投資家は企業の開示資料をどのように読み解いているのか。公認会計士の川口宏之氏は「速報性に優れた『決算短信』に加えて、『有価証券報告書』を読んでおけば、会社の中身はだいたい把握できる」という――。
※本稿は、川口宏之『有価証券報告書で読み解く 決算書の「超」速読術』(かんき出版)の一部を再編集したものです。
会社の中身を把握するために見るべき2つの開示資料
特に株式投資をしている人たちにとっては、今期の決算がどうなったのかは、非常に関心の高いところだと思います。それを知ることができるのが、企業の開示資料(IR資料)です。

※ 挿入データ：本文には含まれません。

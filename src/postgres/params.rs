use std::error::Error;

use bytes::BytesMut;
use tokio_postgres::types::{IsNull, ToSql, Type, to_sql_checked};

use crate::error::CrudError;
use crate::types::{ConversionMode, ParamConverter, RowValues};

/// Container for Postgres parameters with lifetime tracking.
pub struct Params<'a> {
    references: Vec<&'a (dyn ToSql + Sync)>,
}

impl<'a> Params<'a> {
    /// Convert a slice of `RowValues` to Postgres parameters.
    ///
    /// # Errors
    ///
    /// Currently infallible; kept fallible for parity with the other
    /// backends' converters.
    pub fn convert(params: &'a [RowValues]) -> Result<Params<'a>, CrudError> {
        let references: Vec<&(dyn ToSql + Sync)> =
            params.iter().map(|p| p as &(dyn ToSql + Sync)).collect();
        Ok(Params { references })
    }

    /// Borrow the parameter array in the form `tokio_postgres` expects.
    #[must_use]
    pub fn as_refs(&self) -> &[&'a (dyn ToSql + Sync)] {
        &self.references
    }
}

impl<'a> ParamConverter<'a> for Params<'a> {
    type Converted = Params<'a>;

    fn convert_sql_params(
        params: &'a [RowValues],
        _mode: ConversionMode,
    ) -> Result<Self::Converted, CrudError> {
        Self::convert(params)
    }
}

impl ToSql for RowValues {
    fn to_sql(&self, ty: &Type, out: &mut BytesMut) -> Result<IsNull, Box<dyn Error + Sync + Send>> {
        match self {
            RowValues::Int(i) => (*i).to_sql(ty, out),
            RowValues::Float(f) => (*f).to_sql(ty, out),
            RowValues::Text(s) => s.to_sql(ty, out),
            RowValues::Bool(b) => (*b).to_sql(ty, out),
            RowValues::Timestamp(dt) => dt.to_sql(ty, out),
            RowValues::Null => Ok(IsNull::Yes),
            RowValues::JSON(json) => json.to_sql(ty, out),
            RowValues::Blob(bytes) => bytes.to_sql(ty, out),
        }
    }

    fn accepts(ty: &Type) -> bool {
        match *ty {
            Type::INT2 | Type::INT4 | Type::INT8 => true,
            Type::FLOAT4 | Type::FLOAT8 => true,
            Type::TEXT | Type::VARCHAR | Type::CHAR | Type::NAME => true,
            Type::BOOL => true,
            Type::TIMESTAMP | Type::TIMESTAMPTZ | Type::DATE => true,
            Type::JSON | Type::JSONB => true,
            Type::BYTEA => true,
            _ => false,
        }
    }

    to_sql_checked!();
}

上場企業は1年を通じて、さまざまな開示資料を作成しています。これを「ディスクロージャー」とも言いますが、要するにその会社がどのようなビジネスを展開していて、どのような結果を出したのかを投資家に対して開示するためのものです。
ざっと挙げていくと、「有価証券報告書」「決算短信」「コーポレート・ガバナンス報告書」「統合報告書」「株主通信」「決算説明会資料」あたりが代表的なもので、もう少しディスクローズに積極的な会社だと、これらに加えて「中期経営計画」「知的財産報告書」などを出しているところもあります。
でも、手っ取り早くその会社の中身を把握するならば、これらの資料すべてに目を通す必要はまったくありません。ぶっちゃけて言えば、「決算短信」と「有価証券報告書」だけで十分です。